■ What the exercise asks ■
Among the entries, find each line that includes the string "LeadFilter" and list it.

■ Data for this task ■
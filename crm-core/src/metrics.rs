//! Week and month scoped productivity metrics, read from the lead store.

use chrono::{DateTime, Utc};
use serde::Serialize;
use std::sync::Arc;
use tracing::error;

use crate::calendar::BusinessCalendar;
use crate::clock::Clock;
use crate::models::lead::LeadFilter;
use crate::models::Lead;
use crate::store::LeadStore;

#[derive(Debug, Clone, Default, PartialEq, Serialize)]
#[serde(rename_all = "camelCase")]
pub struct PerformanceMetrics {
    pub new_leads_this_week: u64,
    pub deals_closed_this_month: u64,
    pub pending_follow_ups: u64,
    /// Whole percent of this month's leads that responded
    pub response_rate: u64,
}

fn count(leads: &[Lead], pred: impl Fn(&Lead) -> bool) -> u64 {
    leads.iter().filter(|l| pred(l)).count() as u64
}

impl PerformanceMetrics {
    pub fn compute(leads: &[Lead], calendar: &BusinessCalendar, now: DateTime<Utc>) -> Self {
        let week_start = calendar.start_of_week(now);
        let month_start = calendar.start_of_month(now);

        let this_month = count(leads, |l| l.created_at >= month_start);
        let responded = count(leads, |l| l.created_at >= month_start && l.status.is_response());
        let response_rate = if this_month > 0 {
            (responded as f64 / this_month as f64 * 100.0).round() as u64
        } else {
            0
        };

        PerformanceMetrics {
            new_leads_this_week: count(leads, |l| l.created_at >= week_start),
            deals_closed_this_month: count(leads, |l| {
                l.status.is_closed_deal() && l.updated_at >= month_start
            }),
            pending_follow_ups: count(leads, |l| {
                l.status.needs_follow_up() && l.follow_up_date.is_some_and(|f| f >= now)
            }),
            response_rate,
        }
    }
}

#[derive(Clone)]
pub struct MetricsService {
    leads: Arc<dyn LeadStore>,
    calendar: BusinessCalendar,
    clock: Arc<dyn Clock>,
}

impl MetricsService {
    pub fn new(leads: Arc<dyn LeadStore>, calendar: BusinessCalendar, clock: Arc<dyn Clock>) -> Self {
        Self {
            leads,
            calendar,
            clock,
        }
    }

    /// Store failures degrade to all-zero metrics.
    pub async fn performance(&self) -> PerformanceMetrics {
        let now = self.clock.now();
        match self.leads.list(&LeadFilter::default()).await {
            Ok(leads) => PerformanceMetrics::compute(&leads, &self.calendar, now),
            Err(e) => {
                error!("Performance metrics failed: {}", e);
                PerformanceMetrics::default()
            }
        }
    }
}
--
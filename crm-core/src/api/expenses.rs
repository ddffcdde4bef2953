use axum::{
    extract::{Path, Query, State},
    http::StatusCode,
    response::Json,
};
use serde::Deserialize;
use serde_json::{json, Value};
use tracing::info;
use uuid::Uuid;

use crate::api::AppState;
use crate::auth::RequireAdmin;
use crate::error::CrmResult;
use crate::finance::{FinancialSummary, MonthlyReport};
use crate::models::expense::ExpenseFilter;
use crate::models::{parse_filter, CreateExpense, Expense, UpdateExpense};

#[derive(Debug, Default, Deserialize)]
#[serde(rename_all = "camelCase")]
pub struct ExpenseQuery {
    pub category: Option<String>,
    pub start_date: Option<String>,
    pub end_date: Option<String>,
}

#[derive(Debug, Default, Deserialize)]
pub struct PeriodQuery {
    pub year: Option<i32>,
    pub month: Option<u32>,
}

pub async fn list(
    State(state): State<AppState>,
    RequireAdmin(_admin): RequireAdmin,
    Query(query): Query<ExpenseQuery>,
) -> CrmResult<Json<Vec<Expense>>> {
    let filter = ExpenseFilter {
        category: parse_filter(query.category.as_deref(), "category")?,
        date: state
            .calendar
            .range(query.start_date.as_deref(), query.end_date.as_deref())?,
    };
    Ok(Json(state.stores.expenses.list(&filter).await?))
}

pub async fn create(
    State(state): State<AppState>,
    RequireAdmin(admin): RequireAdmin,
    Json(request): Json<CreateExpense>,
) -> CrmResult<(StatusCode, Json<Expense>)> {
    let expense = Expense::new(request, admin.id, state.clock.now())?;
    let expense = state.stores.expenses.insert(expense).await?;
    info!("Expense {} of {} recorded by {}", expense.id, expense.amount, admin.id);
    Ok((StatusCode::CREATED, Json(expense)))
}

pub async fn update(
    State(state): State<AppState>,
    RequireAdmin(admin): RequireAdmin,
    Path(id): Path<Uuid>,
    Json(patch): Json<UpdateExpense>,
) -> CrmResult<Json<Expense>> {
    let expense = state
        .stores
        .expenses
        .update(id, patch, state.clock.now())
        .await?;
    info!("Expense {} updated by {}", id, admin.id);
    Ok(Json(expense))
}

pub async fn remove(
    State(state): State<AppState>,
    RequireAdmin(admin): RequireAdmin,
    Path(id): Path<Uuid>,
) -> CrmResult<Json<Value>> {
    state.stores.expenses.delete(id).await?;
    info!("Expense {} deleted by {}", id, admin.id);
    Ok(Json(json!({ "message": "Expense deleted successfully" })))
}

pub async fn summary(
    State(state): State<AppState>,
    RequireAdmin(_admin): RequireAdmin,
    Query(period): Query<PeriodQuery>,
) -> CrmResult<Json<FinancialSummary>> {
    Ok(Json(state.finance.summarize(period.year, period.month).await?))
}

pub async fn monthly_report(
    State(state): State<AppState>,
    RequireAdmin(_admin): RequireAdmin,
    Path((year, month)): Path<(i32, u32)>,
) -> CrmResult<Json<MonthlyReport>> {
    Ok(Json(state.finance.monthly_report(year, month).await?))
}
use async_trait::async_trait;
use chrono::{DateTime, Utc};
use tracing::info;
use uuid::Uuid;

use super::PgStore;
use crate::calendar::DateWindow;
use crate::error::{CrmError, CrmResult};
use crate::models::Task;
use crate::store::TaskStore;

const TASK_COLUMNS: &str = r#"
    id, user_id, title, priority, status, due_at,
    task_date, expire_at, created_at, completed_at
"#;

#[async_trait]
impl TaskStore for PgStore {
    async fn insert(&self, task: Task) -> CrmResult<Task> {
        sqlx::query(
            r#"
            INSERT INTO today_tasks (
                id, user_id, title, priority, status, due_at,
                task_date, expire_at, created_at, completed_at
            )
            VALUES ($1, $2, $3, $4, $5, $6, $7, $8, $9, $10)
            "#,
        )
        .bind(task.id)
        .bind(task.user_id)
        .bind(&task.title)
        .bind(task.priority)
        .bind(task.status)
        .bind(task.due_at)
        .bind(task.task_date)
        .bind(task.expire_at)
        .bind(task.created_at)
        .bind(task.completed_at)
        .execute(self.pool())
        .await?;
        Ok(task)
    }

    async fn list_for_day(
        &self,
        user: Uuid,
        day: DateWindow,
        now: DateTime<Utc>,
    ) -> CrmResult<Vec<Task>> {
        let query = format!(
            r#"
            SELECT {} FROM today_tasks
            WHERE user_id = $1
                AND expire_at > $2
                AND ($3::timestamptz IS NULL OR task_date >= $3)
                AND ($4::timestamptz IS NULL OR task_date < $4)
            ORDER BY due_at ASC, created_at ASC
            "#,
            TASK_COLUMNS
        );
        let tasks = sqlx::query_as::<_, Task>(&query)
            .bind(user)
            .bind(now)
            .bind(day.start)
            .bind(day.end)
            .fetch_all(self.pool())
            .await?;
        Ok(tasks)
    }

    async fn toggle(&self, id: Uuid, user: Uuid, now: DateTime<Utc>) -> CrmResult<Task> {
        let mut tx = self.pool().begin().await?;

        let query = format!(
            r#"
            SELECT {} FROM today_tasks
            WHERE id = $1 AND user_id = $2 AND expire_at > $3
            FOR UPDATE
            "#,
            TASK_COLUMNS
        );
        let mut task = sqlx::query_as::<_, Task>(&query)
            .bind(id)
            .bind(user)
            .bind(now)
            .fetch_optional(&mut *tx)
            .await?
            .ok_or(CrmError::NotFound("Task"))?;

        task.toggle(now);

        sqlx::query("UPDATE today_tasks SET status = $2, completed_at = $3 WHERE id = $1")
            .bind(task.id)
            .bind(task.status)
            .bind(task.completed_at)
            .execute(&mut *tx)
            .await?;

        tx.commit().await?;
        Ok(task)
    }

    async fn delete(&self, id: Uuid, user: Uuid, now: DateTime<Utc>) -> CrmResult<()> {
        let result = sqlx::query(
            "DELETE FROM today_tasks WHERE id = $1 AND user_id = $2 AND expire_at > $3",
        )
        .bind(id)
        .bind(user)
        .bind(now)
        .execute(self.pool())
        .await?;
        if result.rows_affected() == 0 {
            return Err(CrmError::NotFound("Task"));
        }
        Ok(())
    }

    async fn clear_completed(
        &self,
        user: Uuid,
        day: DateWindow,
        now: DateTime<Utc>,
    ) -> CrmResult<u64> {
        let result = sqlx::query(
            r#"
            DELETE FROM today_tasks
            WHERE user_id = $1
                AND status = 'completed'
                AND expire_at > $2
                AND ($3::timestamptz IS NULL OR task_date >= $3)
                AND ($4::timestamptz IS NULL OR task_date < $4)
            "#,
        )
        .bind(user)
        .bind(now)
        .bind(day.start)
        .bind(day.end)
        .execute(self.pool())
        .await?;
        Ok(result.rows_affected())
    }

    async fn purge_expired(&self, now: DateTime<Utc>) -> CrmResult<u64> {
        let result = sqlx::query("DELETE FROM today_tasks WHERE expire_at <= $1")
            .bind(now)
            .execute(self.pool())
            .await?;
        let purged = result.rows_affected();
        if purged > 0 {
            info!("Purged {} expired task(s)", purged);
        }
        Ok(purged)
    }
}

■ Response area ■
use crate::models::lead::LeadFilter;
        match self.leads.list(&LeadFilter::default()).await {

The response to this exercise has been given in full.